6. Seychellois Rupee (SCR) – 13.90 per USD
Tourism Float: Seychelles operates a fully floating currency. The Rupee’s strength is tied directly to tourism performance. With 2026 projected to be a record year for high-end travel, demand for the Rupee has pushed its value up against the dollar.
7. Eritrean Nakfa (ERN) – 15.00 per USD
Fixed Regime: The Nakfa is pegged at a fixed rate of 15.00, a rate that has been artificially maintained for years. Eritrea does not have a functioning interbank market, so this rank reflects official policy rather than open market trading.
8. South African Rand (ZAR) – 15.87 per USD
Regional Anchor: The Rand is the most traded and liquid currency on the list. Its value is heavily influenced by commodity prices (platinum, gold) and global risk sentiment. It acts as a proxy for emerging market health. The 15.87 rate indicates a moderate recovery compared to recent volatile years.

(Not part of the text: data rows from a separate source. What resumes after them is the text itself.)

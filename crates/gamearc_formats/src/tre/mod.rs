//! **TRE** archives used by *Star Wars Galaxies*.
//!
//! ## File Structure
//!
//! A TRE file consists of a header, followed by the data blocks, a record block, a name block
//! and one MD5 hash per record.
//!
//! | Offset (bytes) | Field                  | Description                                                |
//! |----------------|------------------------|------------------------------------------------------------|
//! | 0x0000         | Magic number           | 4 bytes: "EERT" ("TREE" reversed)                          |
//! | 0x0004         | Version                | 4 bytes: "5000" ("0005" reversed)                          |
//! | 0x0008         | Record Count           | 4 bytes: Number of records in the archive                  |
//! | 0x000C         | Record Offset          | 4 bytes: Offset to the record block                        |
//! | 0x0010         | Record Compression     | 4 bytes: Compression method for records                    |
//! | 0x0014         | Record Comp. Size      | 4 bytes: Compressed size of record block                   |
//! | 0x0018         | Name Compression       | 4 bytes: Compression method for names                      |
//! | 0x001C         | Name Comp. Size        | 4 bytes: Compressed size of the name block                 |
//! | 0x0020         | Name Uncomp. Size      | 4 bytes: Uncompressed size of the name block               |
//!
//! Each 24 byte record holds a CRC-32/BZIP2 of the name, the uncompressed size, the data
//! offset, the compression method, the compressed size and the offset of the name inside
//! the name block. Names are NUL terminated.
//!
//! Compression methods are `0` (none) and `2` (zlib), for the blocks as well as for payloads.
//! Every integer is little-endian.

mod compression;
mod types;
mod write;

use std::{io::Write, sync::Arc};

use binrw::BinRead;
use gamearc_engine::{
    error::{Error, Result},
    validate::{check_file_count, check_filename, check_span},
    ByteCursor, Capabilities, CodecId, Codecs, ConfidenceScore, Entry, EntryTable,
    FormatDescriptor, FormatPlugin, Limits, Platform, Source,
};
use tracing::{debug, instrument};

use compression::TreBlockReader;
use crate::binrw_error;
use types::{TreHeader, TreRecord, HASH_SIZE, HEADER_SIZE, RECORD_SIZE};

pub use compression::CompressionMethod;
pub use write::{TreOptions, TreWriter};

const MAGIC: &[u8; 8] = b"EERT5000";

/// Identity of the TRE format
pub static DESCRIPTOR: FormatDescriptor = FormatDescriptor {
    tag: "tre",
    label: "Star Wars Galaxies TRE archive",
    extensions: &["tre"],
    platforms: &[Platform::Pc],
    capabilities: Capabilities::READ_WRITE,
};

/// Reader and writer for TRE archives
#[derive(Debug, Clone, Copy, Default)]
pub struct Tre {
    options: TreOptions,
}

impl Tre {
    /// Create the format, writing blocks as `options` asks
    pub fn new(options: TreOptions) -> Tre {
        Tre { options }
    }

    fn read_header(cursor: &mut ByteCursor) -> Result<TreHeader> {
        cursor.require(HEADER_SIZE)?;
        if &cursor.peek_bytes(MAGIC.len() as u64)?[..] != MAGIC {
            return Err(Error::BadMagic {
                format: DESCRIPTOR.tag,
                offset: 0,
            });
        }
        TreHeader::read(cursor).map_err(|e| binrw_error(DESCRIPTOR.tag, e))
    }

    fn read_records(
        cursor: &mut ByteCursor,
        header: &TreHeader,
        count: usize,
    ) -> Result<Vec<TreRecord>> {
        let start = header.record_offset as u64;
        let stored = header.record_block_size as u64;
        check_span(start, stored, cursor.len())?;

        let compression = CompressionMethod::try_from(header.record_method)?;
        let block = TreBlockReader::new(cursor, start, stored, compression)?
            .read_exactly(count as u64 * RECORD_SIZE)?;

        let mut block = std::io::Cursor::new(block);
        (0..count)
            .map(|_| TreRecord::read(&mut block).map_err(|e| binrw_error(DESCRIPTOR.tag, e)))
            .collect()
    }

    fn read_names(cursor: &mut ByteCursor, header: &TreHeader) -> Result<Vec<u8>> {
        let start = header.record_offset as u64 + header.record_block_size as u64;
        let stored = header.name_block_size as u64;
        check_span(start, stored, cursor.len())?;

        let compression = CompressionMethod::try_from(header.name_method)?;
        let expected = match compression {
            CompressionMethod::None => stored,
            CompressionMethod::Zlib => header.name_block_expanded as u64,
        };
        TreBlockReader::new(cursor, start, stored, compression)?.read_exactly(expected)
    }
}

fn name_at(names: &[u8], offset: u32) -> Result<String> {
    let tail = names.get(offset as usize..).ok_or_else(|| {
        Error::InconsistentDirectory(format!(
            "name offset {offset} is outside of a {} byte name block",
            names.len()
        ))
    })?;
    let end = tail.iter().position(|&c| c == 0).ok_or_else(|| {
        Error::InconsistentDirectory(format!("name at offset {offset} is not terminated"))
    })?;
    Ok(String::from_utf8_lossy(&tail[..end]).into_owned())
}

impl FormatPlugin for Tre {
    fn descriptor(&self) -> &'static FormatDescriptor {
        &DESCRIPTOR
    }

    fn probe(&self, cursor: &mut ByteCursor) -> Result<ConfidenceScore> {
        let mut score = ConfidenceScore::default();
        score.add_if(
            DESCRIPTOR.matches_extension(cursor.name().unwrap_or_default()),
            ConfidenceScore::EXTENSION,
        );

        let Ok(header) = Tre::read_header(cursor) else {
            return Ok(score);
        };
        score.add(ConfidenceScore::MAGIC);

        let size = cursor.len();
        let blocks_end = header.record_offset as u64
            + header.record_block_size as u64
            + header.name_block_size as u64;
        score.add_if(
            header.record_offset as u64 >= HEADER_SIZE && blocks_end <= size,
            ConfidenceScore::FIELD,
        );
        score.add_if(
            CompressionMethod::try_from(header.record_method).is_ok()
                && CompressionMethod::try_from(header.name_method).is_ok(),
            ConfidenceScore::FIELD,
        );
        Ok(score)
    }

    #[instrument(skip_all, fields(source = source.name()), err)]
    fn extract(&self, source: &Arc<Source>, limits: &Limits) -> Result<EntryTable> {
        let mut cursor = source.lock();
        cursor.seek(0)?;

        let header = Tre::read_header(&mut cursor)?;
        let count = check_file_count(header.record_count, limits)?;
        debug!(?header, "read header");

        let records = Tre::read_records(&mut cursor, &header, count)?;
        let names = Tre::read_names(&mut cursor, &header)?;

        let mut table = EntryTable::new(Arc::clone(source), count);
        for record in records {
            let name = name_at(&names, record.name_offset)?;
            check_filename(&name, limits)?;

            let compression = CompressionMethod::try_from(record.method)?;
            let offset = record.offset as u64;
            let entry = table.add(name, offset, record.stored_size as u64)?;

            match compression.codec() {
                Some(codec) => {
                    *entry = entry
                        .clone()
                        .with_codec(codec, record.expanded_size as u64);
                }
                None if record.stored_size != record.expanded_size => {
                    return Err(Error::InconsistentDirectory(format!(
                        "stored entry {} has {} bytes but expands to {}",
                        entry.name(),
                        record.stored_size,
                        record.expanded_size
                    )));
                }
                None => {}
            }
        }

        let hashes_end = header.record_offset as u64
            + header.record_block_size as u64
            + header.name_block_size as u64
            + count as u64 * HASH_SIZE;
        if hashes_end > source.size() {
            debug!(hashes_end, "archive carries no payload hashes");
        }

        Ok(table)
    }

    #[instrument(skip_all, fields(entries = entries.len()), err)]
    fn pack(&self, entries: &[Entry], codecs: &Codecs, destination: &mut dyn Write) -> Result<()> {
        let mut writer = TreWriter::new(destination, self.options);

        for entry in entries {
            match entry.decompressor() {
                None => {
                    writer.add_raw_file(
                        entry.name(),
                        CompressionMethod::None,
                        &entry.read_raw()?,
                        entry.length(),
                    )?;
                }
                Some(CodecId::Zlib) => {
                    writer.add_raw_file(
                        entry.name(),
                        CompressionMethod::Zlib,
                        &entry.read_raw()?,
                        entry.size(),
                    )?;
                }
                Some(_) => {
                    let data = entry.read(codecs)?;
                    let packed = codecs.compress(CodecId::Zlib, &data)?;
                    writer.add_raw_file(
                        entry.name(),
                        CompressionMethod::Zlib,
                        &packed,
                        data.len() as u64,
                    )?;
                }
            }
        }

        writer.finish()?.flush()?;
        Ok(())
    }
}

9. Eswatini Lilangeni (SZL) – 15.90 per USD
10. Lesotho Loti (LSL) – 15.90 per USD
The Peg: Both currencies are pegged 1:1 to the South African Rand within the Common Monetary Area (CMA). They cannot trade independently of the Rand. They appear slightly weaker than the Rand (15.90 vs 15.87) due to minor transactional costs or specific local demand factors, but technically they move in lockstep with ZAR.
The top spots (Tunisia, Libya, Eritrea) are characterized by fixed or heavily managed rates that do not necessarily reflect free-market supply and demand.
Botswana and Morocco represent managed stability, using gradual adjustments to keep their economies competitive.
The Southern African currencies (Rand, Lilangeni, Loti) move as a bloc, proving economic integration works regarding currency value.